** Opening Records for this exercise block **
//! Structured-data adapter.
//!
//! Through serde, `Absent` maps to `null` and `Present` to the payload. A
//! serde format cannot express "write nothing", so an `Unset` value refuses to
//! serialize; fields should be declared as
//!
//! ```
//! # use serde::{Deserialize, Serialize};
//! # use tristate::Tristate;
//! #[derive(Serialize, Deserialize)]
//! struct Patch {
//!     #[serde(default, skip_serializing_if = "Tristate::is_unset")]
//!     name: Tristate<String>,
//! }
//! ```
//!
//! so that an untouched field is omitted on output and becomes `Unset` when
//! missing from input. Without `#[serde(default)]` a missing field is read as
//! `Absent`.
//!
//! [`Tristate::encode_json`] and [`Tristate::decode_json`] work on raw JSON
//! bytes, where `Unset` is the empty byte string.

use std::fmt;
use std::marker::PhantomData;

use serde::de::{self, Deserialize, DeserializeOwned, Deserializer, Visitor};
use serde::ser::{self, Serialize, Serializer};
use tracing::debug;

use crate::error::Result;
use crate::tristate::Tristate;

const NULL: &[u8] = b"null";

impl<T: Serialize> Serialize for Tristate<T> {
    fn serialize<S: Serializer>(&self, serializer: S) -> std::result::Result<S::Ok, S::Error> {
        match self {
            Tristate::Unset => Err(ser::Error::custom(
                "tristate: unset value must be skipped, see `skip_serializing_if`",
            )),
            Tristate::Absent => serializer.serialize_none(),
            Tristate::Present(value) => serializer.serialize_some(value),
        }
    }
}

struct TristateVisitor<T>(PhantomData<T>);

impl<'de, T: Deserialize<'de>> Visitor<'de> for TristateVisitor<T> {
    type Value = Tristate<T>;

    fn expecting(&self, f: &mut fmt::Formatter) -> fmt::Result {
        write!(f, "null or a value")
    }
    fn visit_none<E: de::Error>(self) -> std::result::Result<Self::Value, E> {
        Ok(Tristate::Absent)
    }
    fn visit_unit<E: de::Error>(self) -> std::result::Result<Self::Value, E> {
        Ok(Tristate::Absent)
    }
    fn visit_some<D: Deserializer<'de>>(
        self,
        deserializer: D,
    ) -> std::result::Result<Self::Value, D::Error> {
        T::deserialize(deserializer).map(Tristate::Present)
    }
}

impl<'de, T: Deserialize<'de>> Deserialize<'de> for Tristate<T> {
    fn deserialize<D: Deserializer<'de>>(deserializer: D) -> std::result::Result<Self, D::Error> {
        deserializer.deserialize_option(TristateVisitor(PhantomData))
    }
}

impl<T> Tristate<T> {
    /// JSON bytes for this container: empty for `Unset`, `null` for
    /// `Absent`, the payload's own encoding for `Present`.
    pub fn encode_json(&self) -> Result<Vec<u8>>
    where
        T: Serialize,
    {
        match self {
            Tristate::Unset => Ok(Vec::new()),
            Tristate::Absent => Ok(NULL.to_vec()),
            Tristate::Present(value) => Ok(serde_json::to_vec(value)?),
        }
    }

    /// Overwrites this container from JSON bytes.
    ///
    /// Empty input leaves the container as it is. `null` makes it `Absent`,
    /// anything else is parsed as `T`. If parsing fails the container is not
    /// modified and the `serde_json` error is returned as is.
    pub fn decode_json(&mut self, input: &[u8]) -> Result<()>
    where
        T: DeserializeOwned,
    {
        if input.is_empty() {
            return Ok(());
        }
        if input == NULL {
            *self = Tristate::Absent;
            return Ok(());
        }
        match serde_json::from_slice::<Tristate<T>>(input) {
            Ok(decoded) => {
                *self = decoded;
                Ok(())
            }
            Err(error) => {
                debug!(to = std::any::type_name::<T>(), %error, "json decode failed");
                Err(error.into())
            }
        }
    }
}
** Closing Records for this exercise block **
- _Work request_: Transcribe all of the entries without altering anything.

- _Output for this task_:
//! Structured-data adapter.
//!
//! Through serde, `Absent` maps to `null` and `Present` to the payload. A
//! serde format cannot express "write nothing", so an `Unset` value refuses to
//! serialize; fields should be declared as
//!
//! ```
//! # use serde::{Deserialize, Serialize};
//! # use tristate::Tristate;
//! #[derive(Serialize, Deserialize)]
//! struct Patch {
//!     #[serde(default, skip_serializing_if = "Tristate::is_unset")]
//!     name: Tristate<String>,
//! }
//! ```
//!
//! so that an untouched field is omitted on output and becomes `Unset` when
//! missing from input. Without `#[serde(default)]` a missing field is read as
//! `Absent`.
//!
//! [`Tristate::encode_json`] and [`Tristate::decode_json`] work on raw JSON
//! bytes, where `Unset` is the empty byte string.

use std::fmt;
use std::marker::PhantomData;

use serde::de::{self, Deserialize, DeserializeOwned, Deserializer, Visitor};
use serde::ser::{self, Serialize, Serializer};
use tracing::debug;

use crate::error::Result;
use crate::tristate::Tristate;

const NULL: &[u8] = b"null";

impl<T: Serialize> Serialize for Tristate<T> {
    fn serialize<S: Serializer>(&self, serializer: S) -> std::result::Result<S::Ok, S::Error> {
        match self {
            Tristate::Unset => Err(ser::Error::custom(
                "tristate: unset value must be skipped, see `skip_serializing_if`",
            )),
            Tristate::Absent => serializer.serialize_none(),
            Tristate::Present(value) => serializer.serialize_some(value),
        }
    }
}

struct TristateVisitor<T>(PhantomData<T>);

impl<'de, T: Deserialize<'de>> Visitor<'de> for TristateVisitor<T> {
    type Value = Tristate<T>;

    fn expecting(&self, f: &mut fmt::Formatter) -> fmt::Result {
        write!(f, "null or a value")
    }
    fn visit_none<E: de::Error>(self) -> std::result::Result<Self::Value, E> {
        Ok(Tristate::Absent)
    }
    fn visit_unit<E: de::Error>(self) -> std::result::Result<Self::Value, E> {
        Ok(Tristate::Absent)
    }
    fn visit_some<D: Deserializer<'de>>(
        self,
        deserializer: D,
    ) -> std::result::Result<Self::Value, D::Error> {
        T::deserialize(deserializer).map(Tristate::Present)
    }
}

impl<'de, T: Deserialize<'de>> Deserialize<'de> for Tristate<T> {
    fn deserialize<D: Deserializer<'de>>(deserializer: D) -> std::result::Result<Self, D::Error> {
        deserializer.deserialize_option(TristateVisitor(PhantomData))
    }
}

impl<T> Tristate<T> {
    /// JSON bytes for this container: empty for `Unset`, `null` for
    /// `Absent`, the payload's own encoding for `Present`.
    pub fn encode_json(&self) -> Result<Vec<u8>>
    where
        T: Serialize,
    {
        match self {
            Tristate::Unset => Ok(Vec::new()),
            Tristate::Absent => Ok(NULL.to_vec()),
            Tristate::Present(value) => Ok(serde_json::to_vec(value)?),
        }
    }

    /// Overwrites this container from JSON bytes.
    ///
    /// Empty input leaves the container as it is. `null` makes it `Absent`,
    /// anything else is parsed as `T`. If parsing fails the container is not
    /// modified and the `serde_json` error is returned as is.
    pub fn decode_json(&mut self, input: &[u8]) -> Result<()>
    where
        T: DeserializeOwned,
    {
        if input.is_empty() {
            return Ok(());
        }
        if input == NULL {
            *self = Tristate::Absent;
            return Ok(());
        }
        match serde_json::from_slice::<Tristate<T>>(input) {
            Ok(decoded) => {
                *self = decoded;
                Ok(())
            }
            Err(error) => {
                debug!(to = std::any::type_name::<T>(), %error, "json decode failed");
                Err(error.into())
            }
        }
    }
}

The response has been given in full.